Your task » Your answer should be the data below, reproduced with nothing changed.

Dataset content »
- Opening Delimiter -

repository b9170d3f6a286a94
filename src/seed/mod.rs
pub mod data;

pub use data::*;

- Closing Delimiter -

Response area »
repository b9170d3f6a286a94
filename src/seed/mod.rs
pub mod data;

pub use data::*;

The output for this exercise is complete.